There is provided according to the present invention a light
sensing apparatus including amplifier means comprising pulse
amplifiers for producing an output pulse of high amplitude, means
for detecting and storing the peak amplitude of said pulse at least
until receipt of a further output pulse, said apparatus adapted to
receive and amplify signals received from a solid state photo cell
subjected to a flashing light source.
There is provided according to the present invention in a more
specific aspect a light sensing apparatus including an amplifier
comprising pulse-amplifiers producing an output pulse of high
amplitude, an active peak-detector of high accuracy and linearity
over a wide range and an active sample-and-hold circuit associated
with a summing amplifier, said apparatus adapted to receive and
amplify signals received from a solid state photo cell subjected to
a flashing light source.
Conveniently synchronization of the peak-detector, sample-and-hold
circuit and the flash light source (Xenon flash tube) is achieved
using a multiphase clock.
In a further aspect of the invention the detection and storage
means comprises a micro-processor for receiving said amplified
signals received from said solid state photo cell subjected to said
flashing light.
There is also provided by the present invention a control means for
use in association with a light sensing air pollution detection
apparatus including a current measuring means such as a moving-coil
meter or an LED (light emitting diode) bargraph display for
receiving signals from said light sensing apparatus to indicate air
pollution (such as smoke) intensity.
Conveniently, three alarm thresholds are set to levels to
correspond with desired points on the meter scale, or bargraph
display.
In a further aspect of the present invention there is provided a
light sensing apparatus in a pollution detection apparatus
including a flash light source, amplifier means for producing an
output pulse of high amplitude in response to said light flash,
means for detecting and storing the peak amplitude of said output
pulse, means for monitoring the flash intensity of said flash light
source, means for detecting and storing the peak amplitude of the
monitor pulse, divider circuit means for receiving said output and
monitor pulses and providing compensation and improving the
accuracy of the signal in the detection apparatus.
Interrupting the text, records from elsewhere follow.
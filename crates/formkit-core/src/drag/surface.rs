//! The drag surface state machine.

use crate::config::DragSurfaceConfig;
use crate::geometry::PixelPoint;
use crate::input::{PointerButtons, PointerEvent};

use super::state::{CursorState, DragPhase};

/// Observable effects of a single event, reported back to the host.
#[derive(Debug, Clone, Copy, Default, PartialEq, Eq)]
pub struct DragResponse {
    /// The widget position changed; the host should reposition it.
    pub moved: bool,
    /// The cursor glyph changed; the host should update it.
    pub cursor_changed: bool,
}

impl DragResponse {
    /// Combine the effects of two events.
    pub fn union(self, other: Self) -> Self {
        Self {
            moved: self.moved || other.moved,
            cursor_changed: self.cursor_changed || other.cursor_changed,
        }
    }

    /// Check if the event had any observable effect.
    pub fn changed(&self) -> bool {
        self.moved || self.cursor_changed
    }
}

/// Drag state for one widget.
///
/// Pointer positions passed to the event entry points are relative to the
/// widget's own origin. Movement deltas are always measured against the
/// anchor captured at the most recent press; moves do not advance the anchor,
/// so each move event adds the full displacement from the press point.
#[derive(Debug, Clone, PartialEq, Eq)]
pub struct DragSurface {
    movable: bool,
    /// Pointer position at the most recent press while movable.
    anchor: Option<PixelPoint>,
    /// Offset of the widget within its container.
    position: PixelPoint,
    phase: DragPhase,
}

impl Default for DragSurface {
    fn default() -> Self {
        Self::new()
    }
}

impl DragSurface {
    /// Create a movable surface at the container origin.
    pub fn new() -> Self {
        Self::at(PixelPoint::ZERO)
    }

    /// Create a movable surface at `position`.
    pub fn at(position: PixelPoint) -> Self {
        Self {
            movable: true,
            anchor: None,
            position,
            phase: DragPhase::Idle,
        }
    }

    /// Create a surface from host configuration.
    pub fn from_config(config: &DragSurfaceConfig) -> Self {
        Self {
            movable: config.movable,
            ..Self::at(config.initial_position)
        }
    }

    pub fn position(&self) -> PixelPoint {
        self.position
    }

    pub fn is_movable(&self) -> bool {
        self.movable
    }

    pub fn phase(&self) -> DragPhase {
        self.phase
    }

    /// Check if a drag gesture is visually active.
    pub fn is_dragging(&self) -> bool {
        self.phase == DragPhase::Dragging
    }

    /// The pointer position captured at the most recent press, if any.
    pub fn anchor(&self) -> Option<PixelPoint> {
        self.anchor
    }

    /// The cursor glyph for the current state.
    pub fn cursor(&self) -> CursorState {
        CursorState::derive(self.movable, self.phase)
    }

    /// Enable or disable drag interaction.
    ///
    /// Always ends the dragging visual state: the cursor becomes
    /// [`CursorState::Hand`] when enabling and [`CursorState::Default`] when
    /// disabling. The anchor of an in-progress gesture is kept.
    pub fn set_movable(&mut self, movable: bool) -> DragResponse {
        let before = self.cursor();
        if self.movable != movable {
            log::debug!("Drag surface movable: {} -> {}", self.movable, movable);
        }
        self.movable = movable;
        self.phase = DragPhase::Idle;
        self.cursor_response(before)
    }

    /// Pointer pressed at `position`.
    ///
    /// Starts a gesture when movable. A press during an active gesture
    /// replaces the anchor.
    pub fn on_pointer_down(&mut self, position: PixelPoint) -> DragResponse {
        if !self.movable {
            return DragResponse::default();
        }
        let before = self.cursor();
        log::debug!("Drag gesture started at ({}, {})", position.x, position.y);
        self.anchor = Some(position);
        self.phase = DragPhase::Dragging;
        self.cursor_response(before)
    }

    /// Pointer moved to `position` with `buttons` held.
    ///
    /// Applies `position - anchor` to the widget offset when movable and the
    /// primary button is held. A move before any press has no anchor and
    /// is ignored.
    pub fn on_pointer_move(
        &mut self,
        position: PixelPoint,
        buttons: PointerButtons,
    ) -> DragResponse {
        if !self.movable || !buttons.primary() {
            return DragResponse::default();
        }
        let Some(anchor) = self.anchor else {
            log::trace!("Pointer move ignored: no press recorded yet");
            return DragResponse::default();
        };

        let delta = position - anchor;
        if delta == PixelPoint::ZERO {
            return DragResponse::default();
        }
        self.position += delta;
        log::trace!(
            "Drag move by ({}, {}) to ({}, {})",
            delta.x,
            delta.y,
            self.position.x,
            self.position.y
        );
        DragResponse {
            moved: true,
            cursor_changed: false,
        }
    }

    /// Pointer released at `position`. Ends the gesture when movable.
    pub fn on_pointer_up(&mut self, position: PixelPoint) -> DragResponse {
        if !self.movable {
            return DragResponse::default();
        }
        let before = self.cursor();
        if self.phase == DragPhase::Dragging {
            log::debug!("Drag gesture ended at ({}, {})", position.x, position.y);
        }
        self.phase = DragPhase::Idle;
        self.cursor_response(before)
    }

    /// Dispatch a host pointer event to the matching entry point.
    pub fn handle_pointer_event(&mut self, event: PointerEvent) -> DragResponse {
        match event {
            PointerEvent::Down { position } => self.on_pointer_down(position),
            PointerEvent::Move { position, buttons } => self.on_pointer_move(position, buttons),
            PointerEvent::Up { position } => self.on_pointer_up(position),
        }
    }

    fn cursor_response(&self, cursor_before: CursorState) -> DragResponse {
        DragResponse {
            moved: false,
            cursor_changed: self.cursor() != cursor_before,
        }
    }
}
The invention will be described in greater detail having reference
to the accompanying diagrams in which:
FIG. 1 is a block diagram of a detector circuit according to the
invention.
FIG. 1A is a block diagram showing the alternative use of a micro
processor in the detector circuit.
FIG. 2a is a block diagram of a controller circuit including a
bargraph display.
FIG. 2b is a block diagram of the input interface of a
computer.
FIG. 2c is a block diagram of the air flow monitoring circuits.
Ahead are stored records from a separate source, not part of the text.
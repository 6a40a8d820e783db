//! Pointer event types delivered by the host toolkit.

use serde::{Deserialize, Serialize};

use crate::geometry::PixelPoint;

/// Mouse button identifiers.
#[derive(Debug, Clone, Copy, PartialEq, Eq, Hash, Serialize, Deserialize)]
pub enum MouseButton {
    Left,
    Right,
    Middle,
}

/// The set of buttons held while the pointer moves.
#[derive(Debug, Clone, Copy, Default, PartialEq, Eq, Serialize, Deserialize)]
pub struct PointerButtons {
    pub left: bool,
    pub right: bool,
    pub middle: bool,
}

impl PointerButtons {
    /// No buttons held.
    pub const NONE: Self = Self {
        left: false,
        right: false,
        middle: false,
    };

    /// Only the primary (left) button held.
    pub const PRIMARY: Self = Self {
        left: true,
        right: false,
        middle: false,
    };

    /// Build a set from individual buttons.
    pub fn from_buttons(buttons: &[MouseButton]) -> Self {
        let mut set = Self::NONE;
        for &button in buttons {
            set.insert(button);
        }
        set
    }

    /// Mark `button` as held.
    pub fn insert(&mut self, button: MouseButton) {
        match button {
            MouseButton::Left => self.left = true,
            MouseButton::Right => self.right = true,
            MouseButton::Middle => self.middle = true,
        }
    }

    /// Check if `button` is held.
    pub fn contains(&self, button: MouseButton) -> bool {
        match button {
            MouseButton::Left => self.left,
            MouseButton::Right => self.right,
            MouseButton::Middle => self.middle,
        }
    }

    /// Check if the primary button is held.
    pub fn primary(&self) -> bool {
        self.left
    }

    pub fn is_empty(&self) -> bool {
        !(self.left || self.right || self.middle)
    }
}

/// A pointer callback as dispatched by the host.
///
/// Positions are relative to the receiving widget's own origin.
#[derive(Debug, Clone, Copy, PartialEq, Eq, Serialize, Deserialize)]
pub enum PointerEvent {
    Down {
        position: PixelPoint,
    },
    Move {
        position: PixelPoint,
        buttons: PointerButtons,
    },
    Up {
        position: PixelPoint,
    },
}

impl PointerEvent {
    /// The pointer position carried by the event.
    pub fn position(&self) -> PixelPoint {
        match *self {
            Self::Down { position } | Self::Move { position, .. } | Self::Up { position } => {
                position
            }
        }
    }
}

#[cfg(test)]
mod tests {
    use super::*;

    #[test]
    fn test_button_set() {
        let set = PointerButtons::from_buttons(&[MouseButton::Left, MouseButton::Middle]);
        assert!(set.primary());
        assert!(set.contains(MouseButton::Middle));
        assert!(!set.contains(MouseButton::Right));
        assert!(!set.is_empty());
        assert!(PointerButtons::NONE.is_empty());
        assert!(!PointerButtons::from_buttons(&[MouseButton::Right]).primary());
    }

    #[test]
    fn test_event_position() {
        let event = PointerEvent::Move {
            position: PixelPoint::new(4, 2),
            buttons: PointerButtons::PRIMARY,
        };
        assert_eq!(event.position(), PixelPoint::new(4, 2));
    }
}
//! Who the user said they are.

use chrono::NaiveDate;
use serde::{Deserialize, Serialize};

use crate::domain::foundation::ValidationError;

/// Name and date of birth collected before the conversation starts.
///
/// Built once when the chat begins and never changed afterwards.
#[derive(Debug, Clone, PartialEq, Eq, Serialize, Deserialize)]
pub struct UserIdentity {
    name: String,
    date_of_birth: NaiveDate,
}

impl UserIdentity {
    /// Validates and creates an identity.
    ///
    /// # Errors
    ///
    /// - `EmptyField` if the trimmed name is empty
    /// - `MissingField` if no date of birth was supplied
    pub fn new(
        name: impl AsRef<str>,
        date_of_birth: Option<NaiveDate>,
    ) -> Result<Self, ValidationError> {
        let name = name.as_ref().trim();
        if name.is_empty() {
            return Err(ValidationError::empty_field("name"));
        }
        let date_of_birth =
            date_of_birth.ok_or_else(|| ValidationError::missing_field("date_of_birth"))?;

        Ok(Self {
            name: name.to_string(),
            date_of_birth,
        })
    }

    pub fn name(&self) -> &str {
        &self.name
    }

    pub fn date_of_birth(&self) -> NaiveDate {
        self.date_of_birth
    }
}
FIG. 3 is a diagram showing control card interconnections.
FIG. 4 is a diagram of interconnection between a controller card
and detector head.
FIG. 5 is a diagram showing connections between a control unit and
data buses.
FIG. 6 is a diagram of the controller face with the bargraph and
alarm connections.
FIG. 7 is a sectional view of a controller card housing.
With reference to FIG. 1 the detector circuit receives a signal
from the solid state detector cell and pulse preamplifier circuit
as is described in greater detail in my co-pending patent
application No. 31841/84 mentioned above. The signal passes to a
pulse-amplifier producing an output pulse of high amplitude. Gain
adjustment of the amplifier 2 provides adjustment of the signal to
achieve calibration. A peak-detector 3 of high accuracy and having
good linearity over a wide dynamic range and a single active
sample-and-hold circuit 4 of particularly low leakage and also
having good linearity over a wide dynamic range plus a summing
amplifier 5 and transconductance amplifier 6 for providing a
constant-current output drive. Electrical gates 50a and 50c are
provided to connect the peak detector 3 to its input from amplifier
2 and to connect its output to sample-and-hold circuit 4. These
gates are opened and closed in proper sequence, in synchronism with
the flashing of strobe light 8, under control of the timing circuit
shown, or under the control of a clock circuit in a computer. The
calibration offset allows for offset of the effects of remnant
background light (which is a fixed component) in the sampling
chamber to the point where the signal is independent of the effects
of background light.
With reference to FIG. 1 to improve production and testing of the
apparatus all electronic circuitry, apart from the detector cell
and the preamplifier module, is incorporated onto a single printed
circuit board.
Referring to FIG. 1A there is shown an alternative arrangement
wherein the peak detector 3 and sample-and-hold circuit 4 is
replaced by a micro-processor 30 programmed to receive and store
the peak amplitude of an output pulse from said pulse amplifier.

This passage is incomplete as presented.